His gunners were unskilled, however, and he had to serve the guns
from a distance; for when they were pushed nearer, the American
riflemen crept forward under cover, and picked off the
artillerymen. Old Crockett thus killed five men at one gun. But,
by degrees, the bombardment told. The walls of the Alamo were
battered and riddled; and when they had been breached so as to
afford no obstacle to the rush of his soldiers, Santa Anna
commanded that they be stormed.
The storm took place on March 6, 1836. The Mexican troops came on
well and steadily, breaking through the outer defenses at every
point, for the lines were too long to be manned by the few
Americans. The frontiersmen then retreated to the inner building,
and a desperate hand-to-hand conflict followed, the Mexicans
thronging in, shooting the Americans with their muskets, and
thrusting at them with lance and bayonet, while the Americans,
after firing their long rifles, clubbed them, and fought
desperately, one against many; and they also used their
bowie-knives and revolvers with deadly effect. The fight reeled
to and fro between the shattered walls, each American the center
of a group of foes; but, for all their strength and their wild
fighting courage, the defenders were too few, and the struggle
could have but one end. One by one the tall riflemen succumbed,
after repeated thrusts with bayonet and lance, until but three or
four were left. Colonel Travis, the commander, was among them;
and so was Bowie, who was sick and weak from a wasting disease,
but who rallied all his strength to die fighting, and who, in the
final struggle, slew several Mexicans with his revolver, and with
his big knife of the kind to which he had given his name. Then
these fell too, and the last man stood at bay. It was old Davy
Crockett. Wounded in a dozen places, he faced his foes with his
back to the wall, ringed around by the bodies of the men he had
slain. So desperate was the fight he waged, that the Mexicans who
thronged round about him were beaten back for the moment, and no
one dared to run in upon him. Accordingly, while the lancers held
him where he was, for, weakened by wounds and loss of blood, he
could not break through them, the musketeers loaded their
carbines and shot him down. Santa Anna declined to give him
mercy. Some say that when Crockett fell from his wounds, he was
taken alive, and was then shot by Santa Anna's order; but his
fate cannot be told with certainty, for not a single American was
left alive. At any rate, after Crockett fell the fight was over.
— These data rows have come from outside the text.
// =============================================================================
// Early Pump Detector
// =============================================================================
//
// Catches the first leg of an aggressive up-move on the short timeframe:
// a price jump larger than twice the ATR, carried by a volume burst that is
// mostly aggressive buying, while the longer timeframe already trades above
// its MA20.

use super::impulse::detect_impulse;
use super::{undersized_as_none, DetectionEvent, DetectorInput, SignalDetector};
use crate::config::ImpulseParams;
use crate::error::EngineResult;
use crate::signals::SignalKind;
use crate::types::Direction;

#[derive(Debug, Clone)]
pub struct EarlyPumpDetector {
    params: ImpulseParams,
}

impl EarlyPumpDetector {
    pub fn new(params: ImpulseParams) -> Self {
        Self { params }
    }
}

impl Default for EarlyPumpDetector {
    fn default() -> Self {
        Self::new(ImpulseParams::default())
    }
}

impl SignalDetector for EarlyPumpDetector {
    fn kind(&self) -> SignalKind {
        SignalKind::EarlyPump
    }

    fn detect(&self, input: &DetectorInput<'_>) -> EngineResult<Option<DetectionEvent>> {
        undersized_as_none(detect_impulse(
            &self.params,
            SignalKind::EarlyPump,
            Direction::Long,
            input,
        ))
    }
}
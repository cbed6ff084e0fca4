// =============================================================================
// flowgate — Replay Entry Point
// =============================================================================
//
// Usage: flowgate <snapshot.json>
//
// Loads a candle snapshot, serves it through the in-memory candle source,
// runs one evaluation cycle for every symbol concurrently and prints each
// recommendation as JSON on stdout.
// =============================================================================

use std::collections::BTreeMap;
use std::sync::Arc;

use anyhow::{bail, Context};
use chrono::{DateTime, Utc};
use serde::Deserialize;
use tracing::{info, warn};
use tracing_subscriber::EnvFilter;

use flowgate::cycle::{CandleSource, EvaluationCycle, MemorySource};
use flowgate::market_data::{Candle, WindowKey};
use flowgate::{AccountState, EngineConfig, EntryExitStrategy, MarketRegimeDetector};

const DEFAULT_CONFIG_PATH: &str = "flowgate.json";

/// Candles recorded for one exchange.
#[derive(Debug, Deserialize)]
struct RecordedFrames {
    primary: Vec<Candle>,
    #[serde(default)]
    confirmation: Option<Vec<Candle>>,
}

#[derive(Debug, Deserialize)]
struct Snapshot {
    /// Reference series for regime classification.
    reference: Vec<Candle>,
    /// symbol -> exchange -> frames
    symbols: BTreeMap<String, BTreeMap<String, RecordedFrames>>,
    account: AccountState,
    /// Evaluation time; wall clock when absent.
    #[serde(default)]
    now: Option<DateTime<Utc>>,
}

#[tokio::main]
async fn main() -> anyhow::Result<()> {
    // ── 1. Environment & config ──────────────────────────────────────────
    let _ = dotenv::dotenv();

    tracing_subscriber::fmt()
        .with_env_filter(
            EnvFilter::try_from_default_env().unwrap_or_else(|_| EnvFilter::new("info")),
        )
        .with_writer(std::io::stderr)
        .init();

    let config_path =
        std::env::var("FLOWGATE_CONFIG").unwrap_or_else(|_| DEFAULT_CONFIG_PATH.to_string());
    let config = EngineConfig::load(&config_path).unwrap_or_else(|e| {
        warn!(error = %e, path = %config_path, "failed to load config, using defaults");
        EngineConfig::default()
    });

    // ── 2. Snapshot ──────────────────────────────────────────────────────
    let Some(snapshot_path) = std::env::args().nth(1) else {
        bail!("usage: flowgate <snapshot.json>");
    };
    let content = std::fs::read_to_string(&snapshot_path)
        .with_context(|| format!("failed to read snapshot {snapshot_path}"))?;
    let snapshot: Snapshot = serde_json::from_str(&content)
        .with_context(|| format!("failed to parse snapshot {snapshot_path}"))?;

    // ── 3. In-memory candle source ───────────────────────────────────────
    let cycle_params = config.cycle.clone();
    let source = MemorySource::new();
    source.insert(
        WindowKey {
            exchange: cycle_params.reference_exchange.clone(),
            symbol: cycle_params.reference_symbol.clone(),
            timeframe: cycle_params.reference_timeframe.clone(),
        },
        snapshot.reference,
    );

    let mut exchanges: Vec<String> = Vec::new();
    for (symbol, per_exchange) in &snapshot.symbols {
        for (exchange, frames) in per_exchange {
            if !exchanges.contains(exchange) {
                exchanges.push(exchange.clone());
            }
            source.insert(
                WindowKey {
                    exchange: exchange.clone(),
                    symbol: symbol.clone(),
                    timeframe: cycle_params.primary_timeframe.clone(),
                },
                frames.primary.clone(),
            );
            if let Some(confirmation) = &frames.confirmation {
                source.insert(
                    WindowKey {
                        exchange: exchange.clone(),
                        symbol: symbol.clone(),
                        timeframe: cycle_params.confirmation_timeframe.clone(),
                    },
                    confirmation.clone(),
                );
            }
        }
    }
    exchanges.sort();

    info!(
        snapshot = %snapshot_path,
        symbols = snapshot.symbols.len(),
        exchanges = ?exchanges,
        series = source.len(),
        "snapshot loaded"
    );

    // ── 4. Run one cycle ─────────────────────────────────────────────────
    let mut cycle_params = cycle_params;
    cycle_params.exchanges = exchanges;

    let regime = Arc::new(MarketRegimeDetector::new(config.regime.clone()));
    let strategy = EntryExitStrategy::new(&config, regime);
    let source: Arc<dyn CandleSource> = Arc::new(source);
    let cycle = EvaluationCycle::new(source, strategy, cycle_params);

    let symbols: Vec<String> = snapshot.symbols.keys().cloned().collect();
    let now = snapshot.now.unwrap_or_else(Utc::now);
    let recommendations = cycle.run_all(&symbols, &snapshot.account, now).await;

    // ── 5. Output ────────────────────────────────────────────────────────
    for recommendation in &recommendations {
        let line =
            serde_json::to_string(recommendation).context("failed to serialise recommendation")?;
        println!("{line}");
    }

    Ok(())
}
Every one of the hardy men who had held the Alamo lay still in
death. Yet they died well avenged, for four times their number
fell at their hands in the battle.
Santa Anna had but a short while in which to exult over his
bloody and hard-won victory. Already a rider from the rolling
Texas plains, going north through the Indian Territory, had told
Houston that the Texans were up and were striving for their
liberty. At once in Houston's mind there kindled a longing to
return to the men of his race at the time of their need. Mounting
his horse, he rode south by night and day, and was hailed by the
Texans as a heaven-sent leader. He took command of their forces,
eleven hundred stark riflemen, and at the battle of San Jacinto,
he and his men charged the Mexican hosts with the cry of
"Remember the Alamo." Almost immediately, the Mexicans were
overthrown with terrible slaughter; Santa Anna himself was
captured, and the freedom of Texas was won at a blow.